_Work request:_ Set down the whole listing verbatim.

_Data for processing:_
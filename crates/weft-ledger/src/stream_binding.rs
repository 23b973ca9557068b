//! Parallel binding over a plain instance stream.

use std::fmt;
use std::sync::Arc;

use weft_jobs::{BatchStrategy, JobError, JobHandle, JobScheduler};
use weft_stream::{ConsumeMode, InstanceStream, StreamConsumer};

use crate::binding::ScheduleBinding;
use crate::error::{LedgerError, LedgerResult};
use crate::job_data::JobData;
use crate::usage::{RequirementKey, Usage};

/// Per-item handle given to a stream function.
pub struct StreamItem<'a, T> {
    index: usize,
    lane: usize,
    job: &'a str,
    data: &'a JobData,
    consumer: &'a StreamConsumer<T>,
}

impl<'a, T> StreamItem<'a, T> {
    /// Position of the item in the current snapshot.
    pub fn index(&self) -> usize {
        self.index
    }

    pub fn lane(&self) -> usize {
        self.lane
    }

    pub fn data(&self) -> &'a JobData {
        self.data
    }

    /// Carry a value into the next pass. Fails for read-only bindings.
    pub fn continue_with(&self, value: T) -> Result<(), JobError> {
        self.consumer
            .continue_with(self.lane, value)
            .map_err(|e| e.into_job_error(self.job))
    }
}

type ItemFn<T> = dyn Fn(&T, &StreamItem<'_, T>) -> Result<(), JobError> + Send + Sync;

/// Runs a function once per item of an [`InstanceStream`]'s snapshot.
pub struct StreamBinding<T> {
    name: String,
    usage: Usage,
    batch: BatchStrategy,
    each: Arc<ItemFn<T>>,
}

impl<T: Send + Sync + 'static> StreamBinding<T> {
    /// Read-only pass.
    pub fn read<F>(name: impl Into<String>, batch: BatchStrategy, each: F) -> Self
    where
        F: Fn(&T, &StreamItem<'_, T>) -> Result<(), JobError> + Send + Sync + 'static,
    {
        Self {
            name: name.into(),
            usage: Usage::Read,
            batch,
            each: Arc::new(each),
        }
    }

    /// Update pass: items not continued are gone after the next
    /// consolidation.
    pub fn update<F>(name: impl Into<String>, batch: BatchStrategy, each: F) -> Self
    where
        F: Fn(&T, &StreamItem<'_, T>) -> Result<(), JobError> + Send + Sync + 'static,
    {
        Self {
            name: name.into(),
            usage: Usage::Update,
            batch,
            each: Arc::new(each),
        }
    }

    pub fn mode(&self) -> ConsumeMode {
        match self.usage {
            Usage::Update => ConsumeMode::Update,
            _ => ConsumeMode::Read,
        }
    }
}

struct ItemState<T> {
    data: Arc<JobData>,
    current: Arc<[T]>,
    consumer: StreamConsumer<T>,
}

impl<T: Send + Sync + 'static> ScheduleBinding for StreamBinding<T> {
    fn name(&self) -> &str {
        &self.name
    }

    fn expects(&self) -> Vec<RequirementKey> {
        vec![RequirementKey::of::<InstanceStream<T>>(self.usage)]
    }

    fn schedule(&mut self, data: JobData, depends_on: &JobHandle, scheduler: &JobScheduler) -> LedgerResult<JobHandle> {
        let consumer = match self.usage {
            Usage::Update => data.stream_updater::<T>()?,
            Usage::Read => data.stream_reader::<T>()?,
            usage => {
                return Err(LedgerError::InvalidUsage {
                    ledger: data.ledger().to_string(),
                    resource: RequirementKey::of::<InstanceStream<T>>(usage).resource.to_string(),
                    usage,
                })
            }
        }
        .clone();
        let data = Arc::new(data);
        let each = Arc::clone(&self.each);
        let name = self.name.clone();

        Ok(scheduler.schedule_parallel_deferred(
            &self.name,
            depends_on,
            self.batch.batch_size::<T>(),
            move || {
                let current = consumer.current().map_err(|e| e.into_job_error(&name))?;
                let len = current.len();
                Ok((ItemState { data, current, consumer }, len))
            },
            move |state: &ItemState<T>, index, ctx| {
                let item = StreamItem {
                    index,
                    lane: ctx.lane(),
                    job: ctx.job_name(),
                    data: &state.data,
                    consumer: &state.consumer,
                };
                each(&state.current[index], &item)
            },
        ))
    }
}

impl<T> fmt::Debug for StreamBinding<T> {
    fn fmt(&self, f: &mut fmt::Formatter<'_>) -> fmt::Result {
        f.debug_struct("StreamBinding")
            .field("name", &self.name)
            .field("usage", &self.usage)
            .field("batch", &self.batch)
            .finish()
    }
}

_Your solution:_
filename crates/weft-ledger/src/stream_binding.rs
repository 23b973ca9557068b
//! Parallel binding over a plain instance stream.

use std::fmt;
use std::sync::Arc;

use weft_jobs::{BatchStrategy, JobError, JobHandle, JobScheduler};
use weft_stream::{ConsumeMode, InstanceStream, StreamConsumer};

use crate::binding::ScheduleBinding;
use crate::error::{LedgerError, LedgerResult};
use crate::job_data::JobData;
use crate::usage::{RequirementKey, Usage};

/// Per-item handle given to a stream function.
pub struct StreamItem<'a, T> {
    index: usize,
    lane: usize,
    job: &'a str,
    data: &'a JobData,
    consumer: &'a StreamConsumer<T>,
}

impl<'a, T> StreamItem<'a, T> {
    /// Position of the item in the current snapshot.
    pub fn index(&self) -> usize {
        self.index
    }

    pub fn lane(&self) -> usize {
        self.lane
    }

    pub fn data(&self) -> &'a JobData {
        self.data
    }

    /// Carry a value into the next pass. Fails for read-only bindings.
    pub fn continue_with(&self, value: T) -> Result<(), JobError> {
        self.consumer
            .continue_with(self.lane, value)
            .map_err(|e| e.into_job_error(self.job))
    }
}

type ItemFn<T> = dyn Fn(&T, &StreamItem<'_, T>) -> Result<(), JobError> + Send + Sync;

/// Runs a function once per item of an [`InstanceStream`]'s snapshot.
pub struct StreamBinding<T> {
    name: String,
    usage: Usage,
    batch: BatchStrategy,
    each: Arc<ItemFn<T>>,
}

impl<T: Send + Sync + 'static> StreamBinding<T> {
    /// Read-only pass.
    pub fn read<F>(name: impl Into<String>, batch: BatchStrategy, each: F) -> Self
    where
        F: Fn(&T, &StreamItem<'_, T>) -> Result<(), JobError> + Send + Sync + 'static,
    {
        Self {
            name: name.into(),
            usage: Usage::Read,
            batch,
            each: Arc::new(each),
        }
    }

    /// Update pass: items not continued are gone after the next
    /// consolidation.
    pub fn update<F>(name: impl Into<String>, batch: BatchStrategy, each: F) -> Self
    where
        F: Fn(&T, &StreamItem<'_, T>) -> Result<(), JobError> + Send + Sync + 'static,
    {
        Self {
            name: name.into(),
            usage: Usage::Update,
            batch,
            each: Arc::new(each),
        }
    }

    pub fn mode(&self) -> ConsumeMode {
        match self.usage {
            Usage::Update => ConsumeMode::Update,
            _ => ConsumeMode::Read,
        }
    }
}

struct ItemState<T> {
    data: Arc<JobData>,
    current: Arc<[T]>,
    consumer: StreamConsumer<T>,
}

impl<T: Send + Sync + 'static> ScheduleBinding for StreamBinding<T> {
    fn name(&self) -> &str {
        &self.name
    }

    fn expects(&self) -> Vec<RequirementKey> {
        vec![RequirementKey::of::<InstanceStream<T>>(self.usage)]
    }

    fn schedule(&mut self, data: JobData, depends_on: &JobHandle, scheduler: &JobScheduler) -> LedgerResult<JobHandle> {
        let consumer = match self.usage {
            Usage::Update => data.stream_updater::<T>()?,
            Usage::Read => data.stream_reader::<T>()?,
            usage => {
                return Err(LedgerError::InvalidUsage {
                    ledger: data.ledger().to_string(),
                    resource: RequirementKey::of::<InstanceStream<T>>(usage).resource.to_string(),
                    usage,
                })
            }
        }
        .clone();
        let data = Arc::new(data);
        let each = Arc::clone(&self.each);
        let name = self.name.clone();

        Ok(scheduler.schedule_parallel_deferred(
            &self.name,
            depends_on,
            self.batch.batch_size::<T>(),
            move || {
                let current = consumer.current().map_err(|e| e.into_job_error(&name))?;
                let len = current.len();
                Ok((ItemState { data, current, consumer }, len))
            },
            move |state: &ItemState<T>, index, ctx| {
                let item = StreamItem {
                    index,
                    lane: ctx.lane(),
                    job: ctx.job_name(),
                    data: &state.data,
                    consumer: &state.consumer,
                };
                each(&state.current[index], &item)
            },
        ))
    }
}

impl<T> fmt::Debug for StreamBinding<T> {
    fn fmt(&self, f: &mut fmt::Formatter<'_>) -> fmt::Result {
        f.debug_struct("StreamBinding")
            .field("name", &self.name)
            .field("usage", &self.usage)
            .field("batch", &self.batch)
            .finish()
    }
}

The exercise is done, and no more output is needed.